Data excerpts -
++++++++++++++++++++

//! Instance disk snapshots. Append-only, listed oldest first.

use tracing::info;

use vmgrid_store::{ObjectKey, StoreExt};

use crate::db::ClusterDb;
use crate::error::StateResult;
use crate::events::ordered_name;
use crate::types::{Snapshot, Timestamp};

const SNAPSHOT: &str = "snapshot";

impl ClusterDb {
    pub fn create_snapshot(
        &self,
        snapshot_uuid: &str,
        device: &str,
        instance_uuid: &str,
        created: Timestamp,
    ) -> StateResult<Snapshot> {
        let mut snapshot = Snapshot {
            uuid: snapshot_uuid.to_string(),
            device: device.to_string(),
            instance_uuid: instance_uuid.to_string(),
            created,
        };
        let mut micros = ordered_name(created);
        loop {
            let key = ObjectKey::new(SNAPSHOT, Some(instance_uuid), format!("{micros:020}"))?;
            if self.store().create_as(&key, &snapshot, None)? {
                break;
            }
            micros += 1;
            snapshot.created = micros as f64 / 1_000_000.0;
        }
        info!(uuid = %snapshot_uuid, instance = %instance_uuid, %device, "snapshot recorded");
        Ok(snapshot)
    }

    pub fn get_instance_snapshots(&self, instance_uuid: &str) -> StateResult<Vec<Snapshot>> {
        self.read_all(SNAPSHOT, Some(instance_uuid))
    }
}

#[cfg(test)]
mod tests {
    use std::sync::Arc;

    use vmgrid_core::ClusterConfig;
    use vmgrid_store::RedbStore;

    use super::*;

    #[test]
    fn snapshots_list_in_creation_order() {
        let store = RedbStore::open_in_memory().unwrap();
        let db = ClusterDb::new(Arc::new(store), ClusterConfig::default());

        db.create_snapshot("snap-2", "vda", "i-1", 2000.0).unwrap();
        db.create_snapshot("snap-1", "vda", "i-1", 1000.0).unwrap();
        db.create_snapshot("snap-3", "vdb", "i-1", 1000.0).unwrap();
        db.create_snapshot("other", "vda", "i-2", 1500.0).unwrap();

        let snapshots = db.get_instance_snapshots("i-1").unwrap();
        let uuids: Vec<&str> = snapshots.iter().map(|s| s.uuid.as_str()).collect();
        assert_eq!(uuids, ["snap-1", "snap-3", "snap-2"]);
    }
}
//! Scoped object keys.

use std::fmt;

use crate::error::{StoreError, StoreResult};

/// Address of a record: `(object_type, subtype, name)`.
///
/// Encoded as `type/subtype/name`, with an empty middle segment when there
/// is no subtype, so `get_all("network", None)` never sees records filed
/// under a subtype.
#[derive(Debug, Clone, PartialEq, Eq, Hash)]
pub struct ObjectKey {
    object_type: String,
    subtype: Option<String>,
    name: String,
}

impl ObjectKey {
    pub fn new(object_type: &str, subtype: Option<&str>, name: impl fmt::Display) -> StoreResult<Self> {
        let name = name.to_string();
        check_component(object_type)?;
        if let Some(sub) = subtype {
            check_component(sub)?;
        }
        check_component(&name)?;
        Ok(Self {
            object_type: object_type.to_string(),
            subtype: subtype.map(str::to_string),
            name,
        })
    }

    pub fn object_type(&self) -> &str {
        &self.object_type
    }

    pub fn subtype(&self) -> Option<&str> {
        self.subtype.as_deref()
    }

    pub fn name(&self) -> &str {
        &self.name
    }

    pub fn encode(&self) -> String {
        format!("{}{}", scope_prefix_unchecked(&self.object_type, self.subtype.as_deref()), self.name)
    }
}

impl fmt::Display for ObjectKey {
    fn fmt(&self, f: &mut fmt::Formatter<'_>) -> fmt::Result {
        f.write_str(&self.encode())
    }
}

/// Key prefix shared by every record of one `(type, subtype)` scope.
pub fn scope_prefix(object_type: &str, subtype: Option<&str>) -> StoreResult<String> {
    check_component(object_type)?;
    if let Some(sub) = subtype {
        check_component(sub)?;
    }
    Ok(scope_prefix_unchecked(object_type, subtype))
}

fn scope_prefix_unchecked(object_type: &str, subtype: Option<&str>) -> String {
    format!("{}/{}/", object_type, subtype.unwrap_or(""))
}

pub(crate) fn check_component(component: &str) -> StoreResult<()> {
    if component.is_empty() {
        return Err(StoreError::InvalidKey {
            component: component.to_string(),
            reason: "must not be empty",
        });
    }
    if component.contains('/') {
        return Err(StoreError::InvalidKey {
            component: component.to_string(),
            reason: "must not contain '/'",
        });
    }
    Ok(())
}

++++++++++++++++++++

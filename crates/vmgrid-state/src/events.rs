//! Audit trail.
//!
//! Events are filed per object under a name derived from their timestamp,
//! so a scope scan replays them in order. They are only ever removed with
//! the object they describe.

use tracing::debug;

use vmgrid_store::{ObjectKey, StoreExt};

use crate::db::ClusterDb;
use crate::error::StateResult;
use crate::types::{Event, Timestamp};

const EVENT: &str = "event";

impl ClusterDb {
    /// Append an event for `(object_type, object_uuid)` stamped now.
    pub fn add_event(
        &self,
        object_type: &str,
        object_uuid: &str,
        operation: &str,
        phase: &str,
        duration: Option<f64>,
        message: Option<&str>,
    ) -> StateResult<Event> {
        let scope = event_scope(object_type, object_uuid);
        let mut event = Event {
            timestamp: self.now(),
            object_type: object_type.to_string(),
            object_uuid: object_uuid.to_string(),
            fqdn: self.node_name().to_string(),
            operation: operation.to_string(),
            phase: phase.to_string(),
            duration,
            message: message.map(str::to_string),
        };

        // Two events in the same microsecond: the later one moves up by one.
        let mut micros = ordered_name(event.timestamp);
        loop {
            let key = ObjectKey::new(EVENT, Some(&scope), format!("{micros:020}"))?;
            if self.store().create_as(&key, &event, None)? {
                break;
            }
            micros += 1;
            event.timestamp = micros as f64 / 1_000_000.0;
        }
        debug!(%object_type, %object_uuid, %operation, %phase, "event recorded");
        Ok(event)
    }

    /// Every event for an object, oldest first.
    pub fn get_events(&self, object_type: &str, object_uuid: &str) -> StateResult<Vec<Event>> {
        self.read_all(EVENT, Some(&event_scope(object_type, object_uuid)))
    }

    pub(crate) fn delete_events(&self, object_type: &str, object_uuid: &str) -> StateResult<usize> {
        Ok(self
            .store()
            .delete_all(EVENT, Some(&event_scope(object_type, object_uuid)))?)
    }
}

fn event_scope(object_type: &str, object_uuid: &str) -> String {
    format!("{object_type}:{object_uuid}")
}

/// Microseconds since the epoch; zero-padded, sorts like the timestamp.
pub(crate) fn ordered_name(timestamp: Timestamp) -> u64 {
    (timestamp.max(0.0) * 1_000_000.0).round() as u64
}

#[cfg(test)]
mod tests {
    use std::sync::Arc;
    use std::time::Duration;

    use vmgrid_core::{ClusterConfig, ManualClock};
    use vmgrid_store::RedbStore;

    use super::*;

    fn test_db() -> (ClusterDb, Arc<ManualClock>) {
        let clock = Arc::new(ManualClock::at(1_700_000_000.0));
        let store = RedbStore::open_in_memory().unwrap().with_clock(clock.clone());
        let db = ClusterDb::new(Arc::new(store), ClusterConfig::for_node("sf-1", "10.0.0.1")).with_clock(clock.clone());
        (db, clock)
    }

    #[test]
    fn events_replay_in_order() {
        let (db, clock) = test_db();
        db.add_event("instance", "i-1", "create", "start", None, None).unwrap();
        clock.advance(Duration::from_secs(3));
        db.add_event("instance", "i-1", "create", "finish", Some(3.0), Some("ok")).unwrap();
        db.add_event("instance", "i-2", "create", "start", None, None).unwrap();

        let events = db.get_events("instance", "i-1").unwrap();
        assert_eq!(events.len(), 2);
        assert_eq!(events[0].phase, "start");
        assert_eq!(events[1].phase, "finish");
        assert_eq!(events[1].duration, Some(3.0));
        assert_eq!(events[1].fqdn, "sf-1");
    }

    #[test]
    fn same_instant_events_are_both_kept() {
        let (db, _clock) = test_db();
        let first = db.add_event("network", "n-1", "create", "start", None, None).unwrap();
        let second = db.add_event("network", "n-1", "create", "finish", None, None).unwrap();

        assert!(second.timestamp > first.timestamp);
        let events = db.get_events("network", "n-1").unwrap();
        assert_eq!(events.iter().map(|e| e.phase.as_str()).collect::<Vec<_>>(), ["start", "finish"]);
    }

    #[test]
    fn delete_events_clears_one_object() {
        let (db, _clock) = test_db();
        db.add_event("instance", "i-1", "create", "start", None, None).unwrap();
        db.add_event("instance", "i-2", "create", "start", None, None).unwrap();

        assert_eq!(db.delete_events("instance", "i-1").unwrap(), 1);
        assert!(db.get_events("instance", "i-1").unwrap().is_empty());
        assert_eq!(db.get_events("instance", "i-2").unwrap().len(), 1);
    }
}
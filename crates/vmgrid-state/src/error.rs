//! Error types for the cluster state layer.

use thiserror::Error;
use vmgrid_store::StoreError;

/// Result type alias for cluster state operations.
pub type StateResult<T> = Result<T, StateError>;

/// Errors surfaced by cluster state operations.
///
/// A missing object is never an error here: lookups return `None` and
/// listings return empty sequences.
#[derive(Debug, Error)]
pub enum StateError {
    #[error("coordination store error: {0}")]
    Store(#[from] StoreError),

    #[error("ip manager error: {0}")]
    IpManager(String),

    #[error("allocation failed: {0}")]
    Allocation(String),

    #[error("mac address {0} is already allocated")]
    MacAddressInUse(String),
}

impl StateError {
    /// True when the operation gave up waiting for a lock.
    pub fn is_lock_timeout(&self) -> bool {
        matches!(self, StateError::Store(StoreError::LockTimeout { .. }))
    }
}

++++++++++++++++++++

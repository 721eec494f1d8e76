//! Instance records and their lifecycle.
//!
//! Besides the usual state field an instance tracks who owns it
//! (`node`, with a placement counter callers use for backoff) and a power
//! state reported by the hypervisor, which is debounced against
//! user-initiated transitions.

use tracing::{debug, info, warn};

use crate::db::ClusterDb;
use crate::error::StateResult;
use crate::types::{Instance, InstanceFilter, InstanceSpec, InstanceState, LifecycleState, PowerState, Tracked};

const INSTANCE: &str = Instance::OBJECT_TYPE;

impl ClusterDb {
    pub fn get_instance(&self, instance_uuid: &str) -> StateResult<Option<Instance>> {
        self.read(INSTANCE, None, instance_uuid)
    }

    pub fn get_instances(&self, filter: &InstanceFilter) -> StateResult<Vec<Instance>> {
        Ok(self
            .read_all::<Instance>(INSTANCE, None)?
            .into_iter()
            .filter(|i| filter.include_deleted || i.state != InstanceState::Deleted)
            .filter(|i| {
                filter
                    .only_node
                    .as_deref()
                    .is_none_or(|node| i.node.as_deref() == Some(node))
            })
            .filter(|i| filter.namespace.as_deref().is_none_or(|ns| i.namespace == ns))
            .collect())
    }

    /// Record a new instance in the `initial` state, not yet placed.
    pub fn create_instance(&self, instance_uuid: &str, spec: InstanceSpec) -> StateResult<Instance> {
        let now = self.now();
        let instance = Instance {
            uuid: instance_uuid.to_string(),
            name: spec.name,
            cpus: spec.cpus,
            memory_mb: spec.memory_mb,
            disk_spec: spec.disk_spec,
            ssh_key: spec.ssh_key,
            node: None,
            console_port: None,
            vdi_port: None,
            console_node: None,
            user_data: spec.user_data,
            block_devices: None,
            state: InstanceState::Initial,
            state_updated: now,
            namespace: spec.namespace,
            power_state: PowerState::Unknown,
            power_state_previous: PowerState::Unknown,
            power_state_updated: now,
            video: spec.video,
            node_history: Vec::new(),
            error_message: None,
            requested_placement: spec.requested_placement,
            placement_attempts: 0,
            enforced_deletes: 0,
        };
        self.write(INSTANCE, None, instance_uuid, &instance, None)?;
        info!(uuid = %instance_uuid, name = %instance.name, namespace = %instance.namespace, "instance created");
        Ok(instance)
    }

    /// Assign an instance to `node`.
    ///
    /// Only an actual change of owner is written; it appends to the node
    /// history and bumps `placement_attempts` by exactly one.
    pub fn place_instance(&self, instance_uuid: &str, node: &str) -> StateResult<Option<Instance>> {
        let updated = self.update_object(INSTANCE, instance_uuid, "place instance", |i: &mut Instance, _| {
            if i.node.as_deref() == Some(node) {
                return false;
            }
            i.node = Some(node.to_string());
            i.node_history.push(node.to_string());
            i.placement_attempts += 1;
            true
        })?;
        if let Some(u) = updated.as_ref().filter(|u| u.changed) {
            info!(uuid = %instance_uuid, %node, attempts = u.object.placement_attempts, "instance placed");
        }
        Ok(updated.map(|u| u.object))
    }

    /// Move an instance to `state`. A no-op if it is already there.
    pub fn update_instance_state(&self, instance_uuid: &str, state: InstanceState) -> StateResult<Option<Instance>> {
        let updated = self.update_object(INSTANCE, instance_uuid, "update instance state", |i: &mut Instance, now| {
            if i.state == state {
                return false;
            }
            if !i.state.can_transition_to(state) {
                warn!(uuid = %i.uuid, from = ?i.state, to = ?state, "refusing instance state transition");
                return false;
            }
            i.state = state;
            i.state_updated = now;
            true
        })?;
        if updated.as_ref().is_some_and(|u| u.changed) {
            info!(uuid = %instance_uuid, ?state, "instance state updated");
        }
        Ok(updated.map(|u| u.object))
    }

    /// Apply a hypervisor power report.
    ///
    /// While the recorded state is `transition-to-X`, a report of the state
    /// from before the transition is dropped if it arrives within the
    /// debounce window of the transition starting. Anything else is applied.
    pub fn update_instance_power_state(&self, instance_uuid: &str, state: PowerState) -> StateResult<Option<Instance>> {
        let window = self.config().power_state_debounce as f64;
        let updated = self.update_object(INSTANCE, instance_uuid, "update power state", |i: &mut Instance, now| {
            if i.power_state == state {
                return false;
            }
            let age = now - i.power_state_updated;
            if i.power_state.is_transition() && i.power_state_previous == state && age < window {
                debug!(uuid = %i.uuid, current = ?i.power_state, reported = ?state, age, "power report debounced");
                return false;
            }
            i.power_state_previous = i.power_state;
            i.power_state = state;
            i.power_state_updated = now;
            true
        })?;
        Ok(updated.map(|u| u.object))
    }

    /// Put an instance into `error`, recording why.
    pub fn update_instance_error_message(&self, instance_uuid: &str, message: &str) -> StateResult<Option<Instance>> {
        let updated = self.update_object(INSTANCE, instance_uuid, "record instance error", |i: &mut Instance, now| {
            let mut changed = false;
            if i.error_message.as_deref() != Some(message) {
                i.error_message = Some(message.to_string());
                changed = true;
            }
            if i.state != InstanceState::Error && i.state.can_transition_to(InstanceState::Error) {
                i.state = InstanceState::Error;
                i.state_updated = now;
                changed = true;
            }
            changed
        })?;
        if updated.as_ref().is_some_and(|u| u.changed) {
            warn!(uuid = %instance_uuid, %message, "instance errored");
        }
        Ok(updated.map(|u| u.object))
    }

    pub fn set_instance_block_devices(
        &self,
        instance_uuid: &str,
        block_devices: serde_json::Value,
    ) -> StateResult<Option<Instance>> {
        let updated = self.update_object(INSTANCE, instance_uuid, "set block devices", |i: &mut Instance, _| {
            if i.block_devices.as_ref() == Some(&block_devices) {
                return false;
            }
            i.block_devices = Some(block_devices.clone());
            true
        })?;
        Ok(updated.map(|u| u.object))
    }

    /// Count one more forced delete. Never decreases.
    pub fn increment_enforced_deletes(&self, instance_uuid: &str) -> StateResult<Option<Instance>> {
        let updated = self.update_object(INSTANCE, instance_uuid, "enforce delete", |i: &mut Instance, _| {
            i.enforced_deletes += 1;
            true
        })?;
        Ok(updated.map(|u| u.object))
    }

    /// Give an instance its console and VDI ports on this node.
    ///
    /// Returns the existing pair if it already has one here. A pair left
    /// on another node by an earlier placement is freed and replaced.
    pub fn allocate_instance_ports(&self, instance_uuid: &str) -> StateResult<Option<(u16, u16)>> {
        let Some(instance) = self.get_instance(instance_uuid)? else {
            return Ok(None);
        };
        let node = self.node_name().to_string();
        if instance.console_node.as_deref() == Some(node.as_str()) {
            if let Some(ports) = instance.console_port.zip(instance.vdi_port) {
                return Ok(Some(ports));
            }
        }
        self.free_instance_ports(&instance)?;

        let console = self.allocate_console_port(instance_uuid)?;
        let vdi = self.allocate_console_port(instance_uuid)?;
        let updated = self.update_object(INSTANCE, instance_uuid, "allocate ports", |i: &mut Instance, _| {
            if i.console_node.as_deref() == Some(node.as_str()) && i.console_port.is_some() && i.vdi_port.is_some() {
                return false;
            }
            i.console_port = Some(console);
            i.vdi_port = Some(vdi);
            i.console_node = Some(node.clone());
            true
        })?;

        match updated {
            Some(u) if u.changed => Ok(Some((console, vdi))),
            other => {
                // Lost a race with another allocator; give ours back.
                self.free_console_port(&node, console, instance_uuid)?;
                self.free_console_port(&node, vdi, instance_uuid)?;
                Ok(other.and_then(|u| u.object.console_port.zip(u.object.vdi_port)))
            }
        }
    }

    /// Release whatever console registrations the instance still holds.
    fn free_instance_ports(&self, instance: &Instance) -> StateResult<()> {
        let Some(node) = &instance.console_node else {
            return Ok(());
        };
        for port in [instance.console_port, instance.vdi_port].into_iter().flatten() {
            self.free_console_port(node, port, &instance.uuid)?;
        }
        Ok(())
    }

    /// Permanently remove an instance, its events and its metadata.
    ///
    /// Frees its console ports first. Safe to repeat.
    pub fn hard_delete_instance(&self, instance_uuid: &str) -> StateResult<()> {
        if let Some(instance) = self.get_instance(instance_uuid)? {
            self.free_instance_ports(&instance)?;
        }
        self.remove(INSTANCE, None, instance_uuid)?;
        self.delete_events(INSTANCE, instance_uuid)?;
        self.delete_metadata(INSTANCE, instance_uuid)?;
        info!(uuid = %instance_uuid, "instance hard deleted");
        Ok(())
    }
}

++++++++++++++++++++

Please count the lines in the data that include the word "filed" and report the number by itself.

2